EXERCISE OBJECTIVE: Please copy out the lines in the entries that contain "accessors".

Stored data entries

=== Section Start ===

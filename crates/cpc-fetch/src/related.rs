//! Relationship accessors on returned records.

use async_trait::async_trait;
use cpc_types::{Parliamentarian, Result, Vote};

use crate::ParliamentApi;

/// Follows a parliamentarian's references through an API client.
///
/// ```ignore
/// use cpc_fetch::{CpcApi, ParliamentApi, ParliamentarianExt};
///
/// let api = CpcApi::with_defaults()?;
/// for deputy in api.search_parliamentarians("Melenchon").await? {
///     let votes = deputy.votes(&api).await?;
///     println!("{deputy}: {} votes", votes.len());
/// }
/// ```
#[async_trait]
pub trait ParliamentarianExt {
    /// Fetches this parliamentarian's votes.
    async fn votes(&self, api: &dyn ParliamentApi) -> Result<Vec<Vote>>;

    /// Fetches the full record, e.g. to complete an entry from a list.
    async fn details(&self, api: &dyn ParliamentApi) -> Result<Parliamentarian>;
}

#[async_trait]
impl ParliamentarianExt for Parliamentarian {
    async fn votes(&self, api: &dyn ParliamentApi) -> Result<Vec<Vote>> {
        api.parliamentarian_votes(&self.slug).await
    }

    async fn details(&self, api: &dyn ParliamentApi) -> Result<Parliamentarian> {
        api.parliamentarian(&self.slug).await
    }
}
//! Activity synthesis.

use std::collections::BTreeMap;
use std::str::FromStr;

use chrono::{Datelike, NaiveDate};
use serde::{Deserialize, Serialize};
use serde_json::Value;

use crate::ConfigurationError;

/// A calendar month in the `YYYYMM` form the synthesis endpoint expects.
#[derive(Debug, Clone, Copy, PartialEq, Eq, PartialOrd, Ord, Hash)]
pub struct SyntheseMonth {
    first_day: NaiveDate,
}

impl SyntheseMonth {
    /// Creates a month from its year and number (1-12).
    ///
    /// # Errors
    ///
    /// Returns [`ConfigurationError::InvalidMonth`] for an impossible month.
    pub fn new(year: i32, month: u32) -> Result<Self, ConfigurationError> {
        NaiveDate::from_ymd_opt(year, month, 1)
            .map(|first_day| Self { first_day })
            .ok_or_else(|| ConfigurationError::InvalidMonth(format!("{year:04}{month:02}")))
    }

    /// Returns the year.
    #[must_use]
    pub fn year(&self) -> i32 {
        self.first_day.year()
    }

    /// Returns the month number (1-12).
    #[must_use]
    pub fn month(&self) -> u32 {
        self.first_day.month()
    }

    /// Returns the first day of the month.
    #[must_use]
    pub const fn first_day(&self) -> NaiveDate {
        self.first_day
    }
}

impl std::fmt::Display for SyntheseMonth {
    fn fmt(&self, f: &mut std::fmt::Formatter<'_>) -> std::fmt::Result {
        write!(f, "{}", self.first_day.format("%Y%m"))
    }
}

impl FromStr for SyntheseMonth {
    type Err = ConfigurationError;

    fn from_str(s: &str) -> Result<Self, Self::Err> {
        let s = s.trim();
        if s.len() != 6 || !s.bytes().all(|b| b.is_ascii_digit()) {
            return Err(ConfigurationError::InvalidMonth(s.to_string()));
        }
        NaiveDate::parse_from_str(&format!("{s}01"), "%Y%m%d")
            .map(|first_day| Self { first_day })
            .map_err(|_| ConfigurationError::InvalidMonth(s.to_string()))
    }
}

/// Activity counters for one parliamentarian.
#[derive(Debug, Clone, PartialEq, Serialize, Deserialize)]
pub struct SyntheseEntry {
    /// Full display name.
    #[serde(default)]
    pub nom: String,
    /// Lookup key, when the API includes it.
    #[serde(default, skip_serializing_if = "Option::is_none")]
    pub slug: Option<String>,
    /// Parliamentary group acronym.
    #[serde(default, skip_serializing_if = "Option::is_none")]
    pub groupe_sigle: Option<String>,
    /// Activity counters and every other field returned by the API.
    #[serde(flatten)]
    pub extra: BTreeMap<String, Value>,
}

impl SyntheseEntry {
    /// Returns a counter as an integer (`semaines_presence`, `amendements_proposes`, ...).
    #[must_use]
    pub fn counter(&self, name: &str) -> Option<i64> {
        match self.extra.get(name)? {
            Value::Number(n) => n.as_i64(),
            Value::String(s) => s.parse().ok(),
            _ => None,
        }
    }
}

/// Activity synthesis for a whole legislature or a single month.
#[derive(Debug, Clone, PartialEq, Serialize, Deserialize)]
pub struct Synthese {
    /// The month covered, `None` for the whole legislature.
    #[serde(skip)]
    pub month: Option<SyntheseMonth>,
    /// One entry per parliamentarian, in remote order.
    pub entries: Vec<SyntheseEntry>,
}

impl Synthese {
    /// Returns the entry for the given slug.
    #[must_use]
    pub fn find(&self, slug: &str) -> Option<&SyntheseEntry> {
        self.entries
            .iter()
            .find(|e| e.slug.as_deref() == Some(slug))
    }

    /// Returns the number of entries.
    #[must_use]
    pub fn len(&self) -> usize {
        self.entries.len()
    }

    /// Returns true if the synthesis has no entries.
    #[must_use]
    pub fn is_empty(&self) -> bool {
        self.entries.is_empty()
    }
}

=== Section End ===
=== Section Start ===

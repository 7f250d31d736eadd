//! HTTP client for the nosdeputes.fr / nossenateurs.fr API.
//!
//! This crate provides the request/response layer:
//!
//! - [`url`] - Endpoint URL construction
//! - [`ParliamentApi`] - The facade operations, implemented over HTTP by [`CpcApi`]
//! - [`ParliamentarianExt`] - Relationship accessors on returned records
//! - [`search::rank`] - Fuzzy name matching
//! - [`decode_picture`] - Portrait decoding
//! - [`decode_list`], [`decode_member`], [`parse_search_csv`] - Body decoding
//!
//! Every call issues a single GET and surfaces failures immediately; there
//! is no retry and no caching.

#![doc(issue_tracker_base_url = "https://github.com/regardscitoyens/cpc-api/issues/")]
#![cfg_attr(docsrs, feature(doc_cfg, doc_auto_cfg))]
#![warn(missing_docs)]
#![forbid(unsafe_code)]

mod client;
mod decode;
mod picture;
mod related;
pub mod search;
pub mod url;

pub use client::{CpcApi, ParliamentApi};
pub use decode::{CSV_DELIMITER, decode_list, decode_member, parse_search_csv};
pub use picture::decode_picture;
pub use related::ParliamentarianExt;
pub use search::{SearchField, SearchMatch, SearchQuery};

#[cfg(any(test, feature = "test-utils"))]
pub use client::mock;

=== Section End ===

FINISHED TASK:
//! Relationship accessors on returned records.
//! - [`ParliamentarianExt`] - Relationship accessors on returned records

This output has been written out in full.